Sept. 22 (UPI) -- Can a new mathematical framework pinpoint the warning signs before an extreme event? A group of engineers at the Massachusetts Institute of Technology think so.
Researchers at MIT have developed a set of mathematical equations that can be used to identify patterns that precede extreme events, like a rogue wave or instability inside a gas turbine.
"Currently there is no method to explain when these extreme events occur," Themistoklis Sapsis, an associate professor of mechanical and ocean engineering at MIT, said in a news release. "We have applied this framework to turbulent fluid flows, which are the Holy Grail of extreme events. They're encountered in climate dynamics in the form of extreme rainfall, in engineering fluid flows such as stresses around an airfoil, and acoustic instabilities inside gas turbines."
If researchers can anticipate the warning signs of extreme events, mitigation efforts could be instigated sooner, potentially preventing loss of life and property.
Typically, scientists look to sophisticated formulas called dynamical equations to predict extreme events. When fed the right combinations of variable values, dynamical equations reveal an extreme event. And when the formulas reveal an extreme event, engineers can be sure the initial conditions -- the variable values that were plugged-in -- are a precursor to disaster.
Ideally, each dynamical equation reflects the specific system's underlying physics. But often, scientists don't entirely understand the complexities of a system's physics. The system models can be faulty and largely theoretical.

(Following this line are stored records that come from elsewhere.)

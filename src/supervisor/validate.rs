//! Startup validation protocol.
//!
//! After a background launch the supervisor walks a small state machine:
//!
//! `Launching -> PortCheck -> HealthCheck -> LogScan -> Validated`
//!
//! Any state can fail, and a failed start is rolled back by the caller. The
//! log scan is a heuristic; a validated start still prints a manual
//! inspection checklist.

use std::time::Duration;

use tracing::{debug, warn};

use crate::config::TimingConfig;
use crate::error::{ButlerError, Result, ValidationFailure};
use crate::process::{port, ProcessProbe};
use crate::retry::wait_until;
use crate::supervisor::logscan::{self, LogScanPolicy};
use crate::supervisor::service::{HealthCheck, ManagedService};

#[derive(Debug, Clone, Copy, PartialEq, Eq)]
enum ValidationState {
    Launching,
    PortCheck,
    HealthCheck,
    LogScan,
    Validated,
    Failed(ValidationFailure),
}

/// What a successful validation hands back to the caller.
#[derive(Debug, Default)]
pub struct ValidationReport {
    /// Non-critical log-scan hits, reported but not fatal
    pub warnings: Vec<String>,
}

/// Run the protocol against a freshly spawned service process.
pub async fn validate_startup(
    service: &ManagedService,
    pid: u32,
    timing: &TimingConfig,
    policy: &LogScanPolicy,
    probe: &mut dyn ProcessProbe,
) -> Result<ValidationReport> {
    let interval = Duration::from_secs(timing.poll_interval_secs);
    let mut report = ValidationReport::default();
    let mut state = ValidationState::Launching;

    loop {
        debug!(service = %service.name, ?state, "Validation state");
        state = match state {
            ValidationState::Launching => {
                tokio::time::sleep(Duration::from_secs(timing.settle_delay_secs)).await;
                if !probe.is_alive(pid) {
                    return Err(ButlerError::Launch {
                        service: service.name.clone(),
                        reason: format!("process {pid} exited during the settle delay"),
                    });
                }
                ValidationState::PortCheck
            }

            ValidationState::PortCheck => match service.port {
                None => ValidationState::HealthCheck,
                Some(port) => {
                    let outcome =
                        wait_until(interval, timing.port_wait_attempts, || port::is_bound(port))
                            .await;
                    if outcome.is_satisfied() {
                        ValidationState::HealthCheck
                    } else {
                        ValidationState::Failed(ValidationFailure::PortBindTimeout)
                    }
                }
            },

            ValidationState::HealthCheck => {
                if check_health(service, pid, timing, probe).await? {
                    ValidationState::LogScan
                } else {
                    ValidationState::Failed(ValidationFailure::HealthCheckFailed)
                }
            }

            ValidationState::LogScan => {
                let lines = logscan::tail_lines(&service.log_file, policy.tail_lines)?;
                let scan = logscan::scan(policy, &lines);
                for line in &scan.warnings {
                    warn!(service = %service.name, "Log warning: {line}");
                }
                if scan.is_critical() {
                    ValidationState::Failed(ValidationFailure::CriticalLogError)
                } else {
                    report.warnings = scan.warnings;
                    ValidationState::Validated
                }
            }

            ValidationState::Validated => return Ok(report),

            ValidationState::Failed(reason) => {
                return Err(ButlerError::Validation {
                    service: service.name.clone(),
                    reason,
                })
            }
        };
    }
}

/// Evaluate the service-specific health predicate with a bounded retry.
async fn check_health(
    service: &ManagedService,
    pid: u32,
    timing: &TimingConfig,
    probe: &mut dyn ProcessProbe,
) -> Result<bool> {
    match &service.health {
        HealthCheck::ProcessAlive => Ok(probe.is_alive(pid)),
        HealthCheck::HttpGet { url } => {
            let client = reqwest::Client::builder()
                .timeout(Duration::from_secs(5))
                .build()?;

            for attempt in 1..=timing.health_attempts {
                match client.get(url).send().await {
                    Ok(response) if response.status().is_success() => return Ok(true),
                    Ok(response) => {
                        debug!(
                            service = %service.name,
                            status = %response.status(),
                            attempt,
                            "Health endpoint returned non-success"
                        );
                    }
                    Err(e) => {
                        debug!(service = %service.name, attempt, "Health request failed: {e}");
                    }
                }
                if attempt < timing.health_attempts {
                    tokio::time::sleep(Duration::from_secs(timing.poll_interval_secs)).await;
                }
            }
            Ok(false)
        }
    }
}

What's more, dynamical equations encompass a seemingly infinite number of scenarios -- thousands of variables yielding thousands of results. In fact, many combinations of variable values, describing extremely unlikely scenarios, can yield extreme events.
Researchers at MIT had to find a way to break through this noise.
"If we just blindly take the equations and start looking for initial states that evolve to extreme events, there is a high probability we will end up with initial states that are very exotic, meaning they will never ever occur for any practical situation," Sapsis said. "So equations contain more information than we really need."
Scientists can also use real world observations to predict extreme events, but because extreme events are so rare, a working formula requires lots and lots of data over long periods of time. Often time, researchers don't have enough usable data to build an accurate set of predictive formulas.
The new framework solves these problems by combining dynamical equations with real world observations.
"We are looking at the equations for possible states that have very high growth rates and become extreme events, but they are also consistent with data, telling us whether this state has any likelihood of occurring, or if it's something so exotic that, yes, it will lead to an extreme event, but the probability of it occurring is basically zero," Sapsis said.
The algorithm uses real world data to decide whether or not problematic combinations of conditions are realistic. Sapsis and his research partner, MIT postdoc Mohammad Farazmand, used their new framework to predict instabilities inside a turbulent fluid flow.
The turbulent fluid flow model can describe a variety of real world systems, a perfume of smoke, air movements around a jet engine or airfoil, ocean and atmospheric circulation, or the movement of blood through the heart.
"We used the equations describing the system, as well as some basic properties of the system, expressed through data obtained from a small number of numerical simulations, and we came up with precursors which are characteristic signals, telling us before the extreme event starts to develop, that there is something coming up," Sapsis said.
A follow up simulation proved the problematic scenarios predicted by their framework evolved into extreme events between 75 and 99 percent of the time.
Researchers believe their framework -- detailed this week in the journal Science Advances -- can be used to predict extreme events in a variety of systems.
"This happens in random places around the world, and the question is being able to predict where these vortices or hotspots of extreme events will occur," Sapsis said. "If you can predict where these things occur, maybe you can develop some control techniques to suppress them."